Objections to alternating years for CUNY and AMLaP, and responses
I posed this question to my community, and got some interesting responses:
Response 1: More people would start traveling to each conference, neutralizing the gains
“…it’s not clear whether this would actually reduce the net amount of travel. In particular, if there will now be just one language conference (well, a language conference with a focus on experimental and computational approaches to language), with an alternating location (US vs. Europe), more US-based researchers may come to AMLaP than before, and more Europe-based researchers may come to CUNY than before. It seems important to assess this in figuring out whether this would help.”

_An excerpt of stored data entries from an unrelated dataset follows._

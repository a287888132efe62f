//! Engine configuration.
//!
//! `EngineConfig` represents `dagon.toml`. Every field has a default so an
//! empty or missing file is a valid configuration.

use std::path::PathBuf;
use std::time::Duration;

use serde::{Deserialize, Serialize};

/// Top-level configuration for workflow execution.
#[derive(Debug, Clone, PartialEq, Serialize, Deserialize)]
pub struct EngineConfig {
    /// Upper bound for any single backend command.
    #[serde(default = "default_command_timeout_secs")]
    pub command_timeout_secs: u64,

    /// Host directory under which local sandboxes are created.
    #[serde(default = "default_scratch_root")]
    pub scratch_root: PathBuf,

    /// Directory under which sandboxes are created on remote hosts.
    #[serde(default = "default_remote_scratch_root")]
    pub remote_scratch_root: String,

    /// Leave sandboxes in place on teardown (debugging).
    #[serde(default)]
    pub keep_sandboxes: bool,

    /// Maximum number of tasks running at once (unbounded when unset).
    #[serde(default, skip_serializing_if = "Option::is_none")]
    pub max_concurrency: Option<usize>,

    /// Bound on waiting for a pod or job to become ready.
    #[serde(default = "default_ready_timeout_secs")]
    pub ready_timeout_secs: u64,

    /// Polling period for readiness and job status checks.
    #[serde(default = "default_poll_interval_ms")]
    pub poll_interval_ms: u64,
}

fn default_command_timeout_secs() -> u64 {
    300
}

fn default_scratch_root() -> PathBuf {
    std::env::temp_dir().join("dagon")
}

fn default_remote_scratch_root() -> String {
    "/tmp/dagon".to_string()
}

fn default_ready_timeout_secs() -> u64 {
    120
}

fn default_poll_interval_ms() -> u64 {
    1000
}

impl Default for EngineConfig {
    fn default() -> Self {
        Self {
            command_timeout_secs: default_command_timeout_secs(),
            scratch_root: default_scratch_root(),
            remote_scratch_root: default_remote_scratch_root(),
            keep_sandboxes: false,
            max_concurrency: None,
            ready_timeout_secs: default_ready_timeout_secs(),
            poll_interval_ms: default_poll_interval_ms(),
        }
    }
}

impl EngineConfig {
    pub fn command_timeout(&self) -> Duration {
        Duration::from_secs(self.command_timeout_secs)
    }

    pub fn ready_timeout(&self) -> Duration {
        Duration::from_secs(self.ready_timeout_secs)
    }

    pub fn poll_interval(&self) -> Duration {
        Duration::from_millis(self.poll_interval_ms)
    }
}

#[cfg(test)]
mod tests {
    use super::*;

    #[test]
    fn engine_config_default_values() {
        let config = EngineConfig::default();
        assert_eq!(config.command_timeout(), Duration::from_secs(300));
        assert!(!config.keep_sandboxes);
        assert!(config.max_concurrency.is_none());
        assert_eq!(config.remote_scratch_root, "/tmp/dagon");
    }

    #[test]
    fn engine_config_partial_toml_keeps_defaults() {
        let config: EngineConfig = toml::from_str(
            r#"
command_timeout_secs = 30
max_concurrency = 4
"#,
        )
        .unwrap();
        assert_eq!(config.command_timeout_secs, 30);
        assert_eq!(config.max_concurrency, Some(4));
        assert_eq!(config.ready_timeout_secs, 120);
        assert_eq!(config.poll_interval(), Duration::from_millis(1000));
    }
}
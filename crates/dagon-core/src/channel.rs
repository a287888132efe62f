//! Command channel port.
//!
//! A `CommandChannel` is the transport every backend driver talks through: the
//! local host (child processes + local filesystem) or a remote host reached
//! over secure shell. Drivers never touch processes or files directly, which is
//! what makes local and remote placement behave identically.

use std::future::Future;
use std::time::Duration;

use crate::escape;

/// Co-location key of the local host.
pub const LOCAL_LOCATION: &str = "local";

// ---------------------------------------------------------------------------
// Request / output
// ---------------------------------------------------------------------------

/// A structured command: argument vector plus execution options.
#[derive(Debug, Clone, Default, PartialEq, Eq)]
pub struct CommandRequest {
    pub argv: Vec<String>,
    pub cwd: Option<String>,
    pub stdin: Option<Vec<u8>>,
    pub timeout: Option<Duration>,
}

impl CommandRequest {
    pub fn new<I, S>(argv: I) -> Self
    where
        I: IntoIterator<Item = S>,
        S: Into<String>,
    {
        Self {
            argv: argv.into_iter().map(Into::into).collect(),
            ..Self::default()
        }
    }

    /// `bash -c <script>`.
    pub fn shell(script: impl Into<String>) -> Self {
        Self::new(["bash".to_string(), "-c".to_string(), script.into()])
    }

    pub fn cwd(mut self, dir: impl Into<String>) -> Self {
        self.cwd = Some(dir.into());
        self
    }

    pub fn stdin(mut self, bytes: impl Into<Vec<u8>>) -> Self {
        self.stdin = Some(bytes.into());
        self
    }

    pub fn timeout(mut self, timeout: Duration) -> Self {
        self.timeout = Some(timeout);
        self
    }

    /// Same request with `prefix` prepended to the argument vector.
    pub fn prefixed<I, S>(mut self, prefix: I) -> Self
    where
        I: IntoIterator<Item = S>,
        S: Into<String>,
    {
        let mut argv: Vec<String> = prefix.into_iter().map(Into::into).collect();
        argv.append(&mut self.argv);
        self.argv = argv;
        self
    }

    pub fn program(&self) -> &str {
        self.argv.first().map(String::as_str).unwrap_or_default()
    }

    /// The argument vector as one shell-safe string (also used for logging).
    pub fn to_shell(&self) -> String {
        escape::join(&self.argv)
    }
}

/// Captured result of a finished command.
#[derive(Debug, Clone, Default, PartialEq, Eq)]
pub struct ChannelOutput {
    pub stdout: String,
    pub stderr: String,
    pub code: i32,
}

impl ChannelOutput {
    pub fn success(&self) -> bool {
        self.code == 0
    }

    /// Best human-readable failure message: stderr, or stdout when stderr is empty.
    pub fn message(&self) -> String {
        let stderr = self.stderr.trim();
        if stderr.is_empty() {
            self.stdout.trim().to_string()
        } else {
            stderr.to_string()
        }
    }
}

// ---------------------------------------------------------------------------
// Errors
// ---------------------------------------------------------------------------

/// Errors raised by a command channel.
#[derive(Debug, thiserror::Error)]
pub enum ChannelError {
    #[error("failed to spawn '{program}': {source}")]
    Spawn {
        program: String,
        #[source]
        source: std::io::Error,
    },

    #[error("I/O error on '{path}': {source}")]
    Io {
        path: String,
        #[source]
        source: std::io::Error,
    },

    #[error("command timed out after {after:?}")]
    Timeout { after: Duration },

    #[error("'{command}' failed with code {code}: {message}")]
    Failed {
        command: String,
        code: i32,
        message: String,
    },

    #[error("transport error on {location}: {message}")]
    Transport { location: String, message: String },
}

impl ChannelError {
    /// Error for a request that completed with a non-zero code.
    pub fn failed(request: &CommandRequest, output: &ChannelOutput) -> Self {
        Self::Failed {
            command: request.to_shell(),
            code: output.code,
            message: output.message(),
        }
    }
}

// ---------------------------------------------------------------------------
// Trait
// ---------------------------------------------------------------------------

/// Transport for commands and files on one host.
///
/// Paths are POSIX strings interpreted on the channel's host, which is why
/// they are not `Path`s.
pub trait CommandChannel: Send + Sync + 'static {
    /// Co-location key: two channels with the same location share a filesystem.
    fn location(&self) -> String;

    /// Run a command to completion, honouring `request.timeout`.
    fn execute(
        &self,
        request: CommandRequest,
    ) -> impl Future<Output = Result<ChannelOutput, ChannelError>> + Send;

    fn read_file(&self, path: &str)
    -> impl Future<Output = Result<Vec<u8>, ChannelError>> + Send;

    /// Write `bytes` to `path`, creating parent directories.
    fn write_file(
        &self,
        path: &str,
        bytes: &[u8],
    ) -> impl Future<Output = Result<(), ChannelError>> + Send;

    fn create_dir(&self, path: &str) -> impl Future<Output = Result<(), ChannelError>> + Send;

    fn remove_file(&self, path: &str) -> impl Future<Output = Result<(), ChannelError>> + Send;

    fn remove_dir(&self, path: &str) -> impl Future<Output = Result<(), ChannelError>> + Send;

    fn rename(&self, from: &str, to: &str)
    -> impl Future<Output = Result<(), ChannelError>> + Send;

    fn exists(&self, path: &str) -> impl Future<Output = Result<bool, ChannelError>> + Send;

    /// Host-side copy; creates the destination's parent directories.
    fn copy_file(
        &self,
        from: &str,
        to: &str,
    ) -> impl Future<Output = Result<(), ChannelError>> + Send {
        async move {
            let bytes = self.read_file(from).await?;
            self.write_file(to, &bytes).await
        }
    }
}

/// Join a sandbox-relative `path` onto `root` unless it is already absolute.
pub fn join_path(root: &str, path: &str) -> String {
    if path.starts_with('/') {
        path.to_string()
    } else {
        format!("{}/{}", root.trim_end_matches('/'), path.trim_start_matches("./"))
    }
}

/// Parent directory of a POSIX path, if it has one.
pub fn parent_dir(path: &str) -> Option<&str> {
    match path.trim_end_matches('/').rfind('/') {
        Some(0) => Some("/"),
        Some(idx) => Some(&path[..idx]),
        None => None,
    }
}
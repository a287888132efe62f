//! One Nomad batch job per command, submitted through the HTTP API.
//!
//! The job runs the container driver with the sandbox working directory
//! bind-mounted at the same path, so files are plain host files as long as the
//! Nomad client shares the channel host's filesystem.

use std::collections::HashMap;
use std::time::Duration;

use chrono::Utc;
use dagon_core::channel::{ChannelOutput, CommandChannel};
use dagon_core::sandbox::{SandboxDriver, SandboxError, SandboxRequest};
use dagon_types::backend::BackendKind;
use dagon_types::sandbox::{SandboxHandle, SandboxInfo};
use serde::Deserialize;
use serde_json::json;
use uuid::Uuid;

use super::workdir;
use super::DriverSettings;

/// Name of the single task inside every submitted job.
pub const TASK_NAME: &str = "main";

/// Default agent port.
pub const NOMAD_PORT: u16 = 4646;

const HTTP_TIMEOUT: Duration = Duration::from_secs(30);

/// Resources and placement of submitted jobs.
#[derive(Debug, Clone, PartialEq, Eq)]
pub struct NomadJob {
    pub image: String,
    pub datacenter: String,
    pub region: String,
    pub cpu: u32,
    pub memory_mb: u32,
    pub network_mode: String,
}

#[derive(Debug, Clone)]
pub struct NomadDriver<C> {
    channel: C,
    settings: DriverSettings,
    job: NomadJob,
    address: String,
    http: reqwest::Client,
}

// ---------------------------------------------------------------------------
// API payloads
// ---------------------------------------------------------------------------

#[derive(Debug, Deserialize)]
#[serde(rename_all = "PascalCase")]
struct JobStatus {
    status: String,
}

#[derive(Debug, Deserialize)]
#[serde(rename_all = "PascalCase")]
pub struct Allocation {
    #[serde(rename = "ID")]
    pub id: String,
    #[serde(default)]
    pub task_states: HashMap<String, TaskState>,
}

#[derive(Debug, Deserialize)]
#[serde(rename_all = "PascalCase")]
pub struct TaskState {
    #[serde(default)]
    pub state: String,
    #[serde(default)]
    pub events: Vec<TaskEvent>,
}

#[derive(Debug, Deserialize)]
#[serde(rename_all = "PascalCase")]
pub struct TaskEvent {
    #[serde(rename = "Type")]
    pub kind: String,
    #[serde(default)]
    pub exit_code: Option<i32>,
}

/// Job registration body for `POST /v1/jobs`.
pub fn job_spec(id: &str, command: &str, working_dir: &str, job: &NomadJob) -> serde_json::Value {
    json!({
        "Job": {
            "ID": id,
            "Name": id,
            "Type": "batch",
            "Priority": 50,
            "Datacenters": [job.datacenter],
            "Region": job.region,
            "TaskGroups": [{
                "Name": "dagon",
                "Count": 1,
                "RestartPolicy": { "Attempts": 0, "Mode": "fail" },
                "ReschedulePolicy": { "Attempts": 0, "Unlimited": false },
                "Tasks": [{
                    "Name": TASK_NAME,
                    "Driver": "docker",
                    "Config": {
                        "image": job.image,
                        "command": "bash",
                        "args": ["-c", command],
                        "work_dir": working_dir,
                        "volumes": [format!("{working_dir}:{working_dir}")],
                        "network_mode": job.network_mode,
                    },
                    "Resources": { "CPU": job.cpu, "MemoryMB": job.memory_mb },
                    "LogConfig": { "MaxFiles": 2, "MaxFileSizeMB": 10 },
                }],
            }],
        }
    })
}

/// Exit code of the finished job: the `Terminated` event of the first
/// allocation's task, or 1 when the job died without one.
pub fn exit_code(allocations: &[Allocation]) -> i32 {
    allocations
        .first()
        .and_then(|alloc| alloc.task_states.get(TASK_NAME))
        .filter(|state| state.state == "dead")
        .and_then(|state| state.events.iter().rev().find(|e| e.kind == "Terminated"))
        .map(|event| event.exit_code.unwrap_or(1))
        .unwrap_or(1)
}

// ---------------------------------------------------------------------------
// Driver
// ---------------------------------------------------------------------------

impl<C: CommandChannel> NomadDriver<C> {
    pub fn new(channel: C, settings: DriverSettings, job: NomadJob, address: impl Into<String>) -> Self {
        let http = reqwest::Client::builder()
            .user_agent("dagon/0.1")
            .timeout(HTTP_TIMEOUT)
            .build()
            .unwrap_or_default();
        Self {
            channel,
            settings,
            job,
            address: address.into().trim_end_matches('/').to_string(),
            http,
        }
    }

    pub fn address(&self) -> &str {
        &self.address
    }

    async fn submit(&self, id: &str, command: &str, working_dir: &str) -> Result<(), SandboxError> {
        let url = format!("{}/v1/jobs", self.address);
        self.http
            .post(&url)
            .json(&job_spec(id, command, working_dir, &self.job))
            .send()
            .await
            .and_then(reqwest::Response::error_for_status)
            .map_err(|e| SandboxError::Command(format!("job submission to {url} failed: {e}")))?;
        Ok(())
    }

    async fn get_json<T: serde::de::DeserializeOwned>(&self, url: &str) -> Result<T, SandboxError> {
        let response = self
            .http
            .get(url)
            .send()
            .await
            .and_then(reqwest::Response::error_for_status)
            .map_err(|e| SandboxError::Command(format!("GET {url} failed: {e}")))?;
        response
            .json()
            .await
            .map_err(|e| SandboxError::Command(format!("unreadable response from {url}: {e}")))
    }

    async fn wait_until_dead(&self, id: &str, timeout: Duration) -> Result<(), SandboxError> {
        let url = format!("{}/v1/job/{id}", self.address);
        let started = tokio::time::Instant::now();
        loop {
            let status: JobStatus = self.get_json(&url).await?;
            if status.status == "dead" {
                return Ok(());
            }
            if started.elapsed() >= timeout {
                return Err(SandboxError::Timeout(timeout));
            }
            tracing::trace!(job = %id, status = %status.status, "waiting for job");
            tokio::time::sleep(self.settings.poll_interval).await;
        }
    }

    async fn log(&self, alloc: &str, stream: &str) -> String {
        let url = format!(
            "{}/v1/client/fs/logs/{alloc}?task={TASK_NAME}&type={stream}&plain=true",
            self.address
        );
        let fetched = match self.http.get(&url).send().await {
            Ok(response) => match response.error_for_status() {
                Ok(response) => response.text().await,
                Err(e) => Err(e),
            },
            Err(e) => Err(e),
        };
        fetched.unwrap_or_else(|e| {
            tracing::warn!(alloc = %alloc, stream = %stream, error = %e, "failed to fetch job log");
            String::new()
        })
    }

    async fn purge(&self, id: &str) {
        let url = format!("{}/v1/job/{id}?purge=true", self.address);
        let result = self
            .http
            .delete(&url)
            .send()
            .await
            .and_then(reqwest::Response::error_for_status);
        if let Err(e) = result {
            tracing::warn!(job = %id, error = %e, "failed to purge job");
        }
    }

    async fn collect(&self, id: &str, timeout: Duration) -> Result<ChannelOutput, SandboxError> {
        self.wait_until_dead(id, timeout).await?;
        let allocations: Vec<Allocation> = self
            .get_json(&format!("{}/v1/job/{id}/allocations", self.address))
            .await?;
        let code = exit_code(&allocations);
        let (stdout, stderr) = match allocations.first() {
            Some(alloc) => (self.log(&alloc.id, "stdout").await, self.log(&alloc.id, "stderr").await),
            None => (String::new(), format!("job {id} finished without an allocation")),
        };
        Ok(ChannelOutput { stdout, stderr, code })
    }
}

impl<C: CommandChannel> SandboxDriver for NomadDriver<C> {
    type Channel = C;

    fn channel(&self) -> &C {
        &self.channel
    }

    fn kind(&self) -> BackendKind {
        BackendKind::Nomad
    }

    async fn create(&self, request: &SandboxRequest) -> Result<SandboxInfo, SandboxError> {
        let dirs = workdir::create(&self.channel, request, &self.settings.scratch_root).await?;
        Ok(SandboxInfo {
            id: request.id.clone(),
            task: request.task.clone(),
            working_dir: dirs.root,
            staging_dir: dirs.staging,
            location: self.channel.location(),
            handle: SandboxHandle::Directory,
            created_at: Utc::now(),
        })
    }

    async fn run(
        &self,
        sandbox: &SandboxInfo,
        command: &str,
        timeout: Duration,
    ) -> Result<ChannelOutput, SandboxError> {
        let suffix = Uuid::new_v4().simple().to_string();
        let id = format!("{}-{}", sandbox.id, &suffix[..8]);
        tracing::debug!(task = %sandbox.task, job = %id, address = %self.address, "submitting job");
        self.submit(&id, command, &sandbox.working_dir).await?;
        let collected = self.collect(&id, timeout).await;
        self.purge(&id).await;
        collected
    }

    async fn read_file(&self, sandbox: &SandboxInfo, path: &str) -> Result<Vec<u8>, SandboxError> {
        workdir::read(&self.channel, sandbox, path).await
    }

    async fn write_file(
        &self,
        sandbox: &SandboxInfo,
        path: &str,
        bytes: &[u8],
    ) -> Result<(), SandboxError> {
        workdir::write(&self.channel, sandbox, path, bytes).await
    }

    async fn destroy(&self, sandbox: &SandboxInfo) -> Result<(), SandboxError> {
        workdir::remove(&self.channel, &sandbox.working_dir).await
    }
}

Response: This is a reasonable point, but it presupposes that people will disregard the environmental cost of flying and only look out for their self-interest. I think this is unlikely; most people seem to be aware of how urgent this problem is. Most students at Potsdam seem to be very concerned and want to know how carbon emissions can be reduced (also by them); I assume this is the same in the US. If a regional conference (e.g., LSA, and plenty of European conferences each year) is substituted for an international one, the data don’t seem to support such a shift (see this paper).
Response 2: Cohesiveness of the community would be damaged, and inequality would increase
“This was also my thought when I read this idea. Also, it would likely impact access and participation, especially for students. Only the best funded labs will be able to send people to conferences overseas, which means that many people will not participate every year, and the cohesiveness of our field will suffer.”
Response: This is also a reasonable point. But it is already the case that the best funded labs are the only ones able to send people to conferences, and nobody does anything about it. But even if there is some additional cost of this nature, there is no free lunch. The idea that one can do something to contribute to reducing environmental damage without giving up a single thing is unrealistic. The question is whether the cost is worth it. Not having a world to travel in at all might be too high a cost compared to these other costs.
Some back-of-the-envelope calculations
One paper states: “On a per capita basis, CO2 emissions for the ESA meetings ranged from 0.46-0.66 metric tons. The estimated per capita AAG carbon footprint, 0.58 metric tons of carbon dioxide, fell within this range of values.” p 67, Ponette‐Gonzàlez et al 2011.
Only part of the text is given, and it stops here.